Download and install the Chrome browser or check the version of your installed browser by launching Chrome, clicking “Chrome” in the menu bar and then clicking “About Google Chrome.”

Update your Chrome browser if it’s already installed.

I’m using Chrome Version: 114.0.5735.198 (Official Build) (x86_64).

Next, install Selenium WebDriver using the command line.

Run pip3 install -U selenium

This should install Selenium WebDriver and related dependencies.

Finally, install the ChromeDriver executable by downloading it from here. I downloaded version 114.0.5735.90 as that version most closely matched my browser version. And, because I’m still using an older Intel-based Mac, I downloaded the mac64 version.
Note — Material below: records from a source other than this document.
#[cfg(test)]
#[path = "../../../../tests/unit/solver/search/local/cross_exchange_test.rs"]
mod cross_exchange_test;

use super::*;
use crate::solver::state::{location_after, sequence_cost};

/// A local search operator which swaps two edges (pairs of consecutive jobs) between
/// different routes.
pub struct CrossExchange {
    /// Source vehicle rank.
    pub s_vehicle: usize,
    /// Source edge position.
    pub s_rank: usize,
    /// Target vehicle rank.
    pub t_vehicle: usize,
    /// Target edge position.
    pub t_rank: usize,
}

impl CrossExchange {
    fn slices<'a, R: RouteMut>(&self, ctx: &SearchContext<'a, R>) -> ([usize; 2], [usize; 2]) {
        let source = ctx.routes[self.s_vehicle].raw();
        let target = ctx.routes[self.t_vehicle].raw();

        (
            [source.jobs[self.s_rank], source.jobs[self.s_rank + 1]],
            [target.jobs[self.t_rank], target.jobs[self.t_rank + 1]],
        )
    }
}

impl<R: RouteMut> LocalOperator<R> for CrossExchange {
    fn compute_gain(&self, ctx: &SearchContext<R>) -> Cost {
        let problem = ctx.problem;
        let source = ctx.routes[self.s_vehicle].raw();
        let target = ctx.routes[self.t_vehicle].raw();
        let (s_edge, t_edge) = self.slices(ctx);

        let edge_locations = |edge: &[usize; 2]| {
            (problem.jobs[edge[0]].location, problem.jobs[edge[1]].location)
        };
        let (a1, a2) = edge_locations(&s_edge);
        let (b1, b2) = edge_locations(&t_edge);

        let s_previous = location_before(problem, source, self.s_rank);
        let s_next = location_after(problem, source, self.s_rank + 1);
        let t_previous = location_before(problem, target, self.t_rank);
        let t_next = location_after(problem, target, self.t_rank + 1);

        let old_cost = link_cost(problem, s_previous, Some(a1))
            + problem.matrix.cost(a1, a2)
            + link_cost(problem, Some(a2), s_next)
            + link_cost(problem, t_previous, Some(b1))
            + problem.matrix.cost(b1, b2)
            + link_cost(problem, Some(b2), t_next);
        let new_cost = link_cost(problem, s_previous, Some(b1))
            + problem.matrix.cost(b1, b2)
            + link_cost(problem, Some(b2), s_next)
            + link_cost(problem, t_previous, Some(a1))
            + problem.matrix.cost(a1, a2)
            + link_cost(problem, Some(a2), t_next);

        old_cost - new_cost
    }

    fn is_valid(&self, ctx: &SearchContext<R>) -> bool {
        let source = &ctx.routes[self.s_vehicle];
        let target = &ctx.routes[self.t_vehicle];
        let (s_edge, t_edge) = self.slices(ctx);

        is_pair_closed(ctx.problem, &s_edge)
            && is_pair_closed(ctx.problem, &t_edge)
            && vehicle_ok_with_all(ctx.problem, self.t_vehicle, &s_edge)
            && vehicle_ok_with_all(ctx.problem, self.s_vehicle, &t_edge)
            && source.raw().is_valid_range_content(ctx.problem, self.s_rank, self.s_rank + 2, &t_edge)
            && target.raw().is_valid_range_content(ctx.problem, self.t_rank, self.t_rank + 2, &s_edge)
            && source.is_valid_replacement(ctx.problem, self.s_rank, self.s_rank + 2, &t_edge)
            && target.is_valid_replacement(ctx.problem, self.t_rank, self.t_rank + 2, &s_edge)
    }

    fn apply(&self, problem: &Problem, routes: &mut [R]) {
        let s_edge = [
            routes[self.s_vehicle].raw().jobs[self.s_rank],
            routes[self.s_vehicle].raw().jobs[self.s_rank + 1],
        ];
        let t_edge = [
            routes[self.t_vehicle].raw().jobs[self.t_rank],
            routes[self.t_vehicle].raw().jobs[self.t_rank + 1],
        ];

        routes[self.s_vehicle].replace(problem, self.s_rank, self.s_rank + 2, &t_edge);
        routes[self.t_vehicle].replace(problem, self.t_rank, self.t_rank + 2, &s_edge);
    }

    fn key(&self) -> MoveKey {
        (self.s_vehicle, self.s_rank, self.t_vehicle, self.t_rank)
    }

    fn touched(&self) -> (usize, usize) {
        (self.s_vehicle, self.t_vehicle)
    }
}

/// A local search operator which swaps two non-overlapping edges within one route.
pub struct IntraCrossExchange {
    /// Vehicle rank.
    pub vehicle: usize,
    /// First edge position.
    pub s_rank: usize,
    /// Second edge position, at least two positions apart.
    pub t_rank: usize,
}

impl IntraCrossExchange {
    fn new_sequence(&self, route: &RawRoute) -> Vec<usize> {
        let mut jobs = route.jobs.clone();
        jobs.swap(self.s_rank, self.t_rank);
        jobs.swap(self.s_rank + 1, self.t_rank + 1);

        jobs
    }

    /// Positions outside `s..t + 2` are untouched by the edge swap.
    fn affected_span(&self) -> (usize, usize) {
        (self.s_rank, self.t_rank + 2)
    }
}

impl<R: RouteMut> LocalOperator<R> for IntraCrossExchange {
    fn compute_gain(&self, ctx: &SearchContext<R>) -> Cost {
        let route = ctx.routes[self.vehicle].raw();
        let vehicle = &ctx.problem.vehicles[self.vehicle];
        let jobs = self.new_sequence(route);

        ctx.state.route_costs[self.vehicle]
            - sequence_cost(
                ctx.problem,
                vehicle.start,
                vehicle.end,
                jobs.iter().map(|&job| ctx.problem.jobs[job].location),
            )
    }

    fn is_valid(&self, ctx: &SearchContext<R>) -> bool {
        let route = &ctx.routes[self.vehicle];
        let jobs = self.new_sequence(route.raw());
        let (first, last) = self.affected_span();
        let span = &jobs[first..last];

        is_order_preserved(ctx.problem, span)
            && route.raw().is_valid_range_content(ctx.problem, first, last, span)
            && route.is_valid_replacement(ctx.problem, first, last, span)
    }

    fn apply(&self, problem: &Problem, routes: &mut [R]) {
        let jobs = self.new_sequence(routes[self.vehicle].raw());
        let (first, last) = self.affected_span();

        routes[self.vehicle].replace(problem, first, last, &jobs[first..last]);
    }

    fn key(&self) -> MoveKey {
        (self.vehicle, self.s_rank, self.vehicle, self.t_rank)
    }

    fn touched(&self) -> (usize, usize) {
        (self.vehicle, self.vehicle)
    }
}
Be sure to download the version of ChromeDriver that best matches your browser and is for your operating system and architecture.

After you download the ChromeDriver executable, you need to move the executable file to a place in your PATH so it can be found when using the WebDriver in your Python script.
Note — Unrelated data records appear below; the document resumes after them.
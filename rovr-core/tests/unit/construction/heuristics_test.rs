use super::*;
use crate::models::matrix::CostMatrix;
use crate::models::solution::RawRoute;
use crate::helpers::models::*;

#[test]
fn can_build_feasible_routes_for_singles() {
    let problem = create_problem(
        vec![create_vehicle(1, 10)],
        vec![
            create_single(1, 1, 2),
            create_single(2, 2, 2),
            create_single(3, 3, 2),
            create_single(4, 4, 2),
        ],
        5,
    );

    let (routes, unassigned) = RegretInsertion::new(1, SeedStrategy::None).build::<RawRoute>(&problem);

    assert!(unassigned.is_empty());
    let mut assigned = routes[0].jobs.clone();
    assigned.sort_unstable();
    assert_eq!(assigned, vec![0, 1, 2, 3]);
}

#[test]
fn can_insert_pair_jointly_with_feasible_load_order() {
    let [pickup, delivery] = create_pair(1, 1, 2, 5);
    let problem = create_problem(
        vec![create_vehicle(1, 5)],
        vec![pickup, delivery, create_single(3, 3, 5)],
        4,
    );

    let (routes, unassigned) = RegretInsertion::new(1, SeedStrategy::None).build::<RawRoute>(&problem);

    assert!(unassigned.is_empty());
    // the single delivery must be served before the pickup fills the vehicle
    assert_eq!(routes[0].jobs, vec![2, 0, 1]);
    for rank in 0..=routes[0].jobs.len() {
        assert!(routes[0].load_at(rank).fits_within(&problem.vehicles[0].capacity));
    }
}

#[test]
fn can_assign_jobs_to_their_cheapest_routes() {
    let matrix = CostMatrix::new(
        4,
        vec![
            0, 9, 1, 5, //
            9, 0, 10, 5, //
            1, 10, 0, 7, //
            5, 5, 7, 0,
        ],
    )
    .unwrap();
    let mut far_vehicle = create_vehicle(2, 10);
    far_vehicle.start = Some(1);
    far_vehicle.end = Some(1);
    let problem = Problem::new(
        vec![create_vehicle(1, 10), far_vehicle],
        vec![create_single(1, 2, 1), create_single(2, 3, 1)],
        matrix,
    )
    .unwrap();

    let (routes, unassigned) = RegretInsertion::new(2, SeedStrategy::None).build::<RawRoute>(&problem);

    assert!(unassigned.is_empty());
    assert_eq!(routes[0].jobs, vec![0]);
    assert_eq!(routes[1].jobs, vec![1]);
}

#[test]
fn nearest_from_start_seeds_empty_routes() {
    let matrix = CostMatrix::new(
        4,
        vec![
            0, 9, 1, 5, //
            9, 0, 10, 5, //
            1, 10, 0, 7, //
            5, 5, 7, 0,
        ],
    )
    .unwrap();
    let mut far_vehicle = create_vehicle(2, 10);
    far_vehicle.start = Some(1);
    far_vehicle.end = Some(1);
    let problem = Problem::new(
        vec![create_vehicle(1, 10), far_vehicle],
        vec![create_single(1, 2, 1), create_single(2, 3, 1)],
        matrix,
    )
    .unwrap();

    let (routes, unassigned) =
        RegretInsertion::new(1, SeedStrategy::NearestFromStart).build::<RawRoute>(&problem);

    assert!(unassigned.is_empty());
    assert_eq!(routes[0].jobs, vec![0]);
    assert_eq!(routes[1].jobs, vec![1]);
}

#[test]
fn oversized_jobs_stay_unassigned() {
    let problem = create_problem(
        vec![create_vehicle(1, 10)],
        vec![create_single(1, 1, 20), create_single(2, 2, 2)],
        3,
    );

    let (routes, unassigned) = RegretInsertion::new(3, SeedStrategy::None).build::<RawRoute>(&problem);

    assert_eq!(unassigned, vec![0]);
    assert_eq!(routes[0].jobs, vec![1]);
}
Using the command line, you can check your PATH.

Run echo $PATH

I moved the chromedriver executable to /usr/local/bin/

Using WebDriver with Python in Headless Mode

Now let’s use Selenium and Python in a sample script that uses headless mode and JavaScript to list film titles at https://www.scrapethissite.com/pages/ajax-javascript/.

To understand what the script below is doing, you can manually browse to the link above, click on the year 2015, and see a list of films appear.
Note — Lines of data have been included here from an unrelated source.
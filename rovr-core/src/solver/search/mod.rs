//! Contains the local search driver and its neighborhood operators.

pub mod local;

mod local_search;
pub use self::local_search::LocalSearch;
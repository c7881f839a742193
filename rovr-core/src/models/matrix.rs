//! A dense travel cost matrix over problem locations.

#[cfg(test)]
#[path = "../../tests/unit/models/matrix_test.rs"]
mod matrix_test;

use crate::models::common::{Cost, Duration, Location};
use crate::utils::{SolverError, SolverResult};

/// A dense square matrix of non-negative travel costs with constant time access.
#[derive(Clone, Debug)]
pub struct CostMatrix {
    size: usize,
    data: Vec<u32>,
}

impl CostMatrix {
    /// Creates a new instance of `CostMatrix` from a row-major layout.
    pub fn new(size: usize, data: Vec<u32>) -> SolverResult<Self> {
        if data.len() != size * size {
            return Err(SolverError::input(format!(
                "matrix data size {} does not match dimension {size}x{size}",
                data.len()
            )));
        }

        Ok(Self { size, data })
    }

    /// Creates a matrix from nested rows, checking squareness.
    pub fn from_rows(rows: Vec<Vec<u32>>) -> SolverResult<Self> {
        let size = rows.len();
        if rows.iter().any(|row| row.len() != size) {
            return Err(SolverError::input("input matrix is not square"));
        }

        Self::new(size, rows.into_iter().flatten().collect())
    }

    /// Returns matrix dimension.
    pub fn size(&self) -> usize {
        self.size
    }

    /// Returns raw matrix value between two locations.
    pub fn at(&self, from: Location, to: Location) -> u32 {
        self.data[from * self.size + to]
    }

    /// Returns travel cost between two locations.
    pub fn cost(&self, from: Location, to: Location) -> Cost {
        Cost::from(self.at(from, to))
    }

    /// Returns travel duration between two locations.
    pub fn duration(&self, from: Location, to: Location) -> Duration {
        Duration::from(self.at(from, to))
    }

    /// Returns the principal sub-matrix over given indices keeping their order.
    pub fn sub_matrix(&self, indices: &[Location]) -> CostMatrix {
        let size = indices.len();
        let mut data = Vec::with_capacity(size * size);

        for &from in indices {
            for &to in indices {
                data.push(self.at(from, to));
            }
        }

        CostMatrix { size, data }
    }
}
To script this in Python, open an editor and paste in the following code:


from selenium import webdriver
from selenium.webdriver.chrome.options import Options
from selenium.webdriver.common.by import By
from selenium.webdriver.support.wait import WebDriverWait
from selenium.webdriver.support import expected_conditions as EC

# instance of Options class allows
# us to configure Headless Chrome
options = Options()

# this parameter tells Chrome that
# it should be run without UI (Headless)
options.add_argument('--headless=new')

# initializing webdriver for Chrome with our options
driver = webdriver.Chrome(options=options)


try:
    driver.get('https://www.scrapethissite.com/pages/ajax-javascript/')

    print("Page URL:", driver.current_url)
    print("Page Title:", driver.title)

    # click on 2015 for movie list of films
    driver.find_element(By.ID, '2015').click()
    film_titles = WebDriverWait(driver, 5).until(
        EC.presence_of_all_elements_located((By.CLASS_NAME, 'film-title')))
   
    for film_title in film_titles:
        print(film_title.text)

except Exception as e:
    print("Exception occurred " + repr(e))

finally:
    driver.close()

Running this Python script from the command line should print the page URL, page title, and the list of films that you saw when manually browsing the site.

The script uses the Selenium WebDriverWait method to poll for the existence of the film list with a five-second maximum timeout. This is more efficient than hardcoded sleep calls that take the full amount of sleep time.

In the code above, you’ll notice the headless argument given to the ChomeOptions is '--headless=new’.

Headless and Headful Codebases Unified

This invokes the new version of headless Chrome that was announced earlier this year. Headless Chrome used to be a separate implementation from the headful implementation. This sometimes led to inconsistencies in test results when using Selenium for application testing. Now the headless and headful codebases are unified. Currently, if you only use the '--headless' argument, you’ll be using the old headless implementation.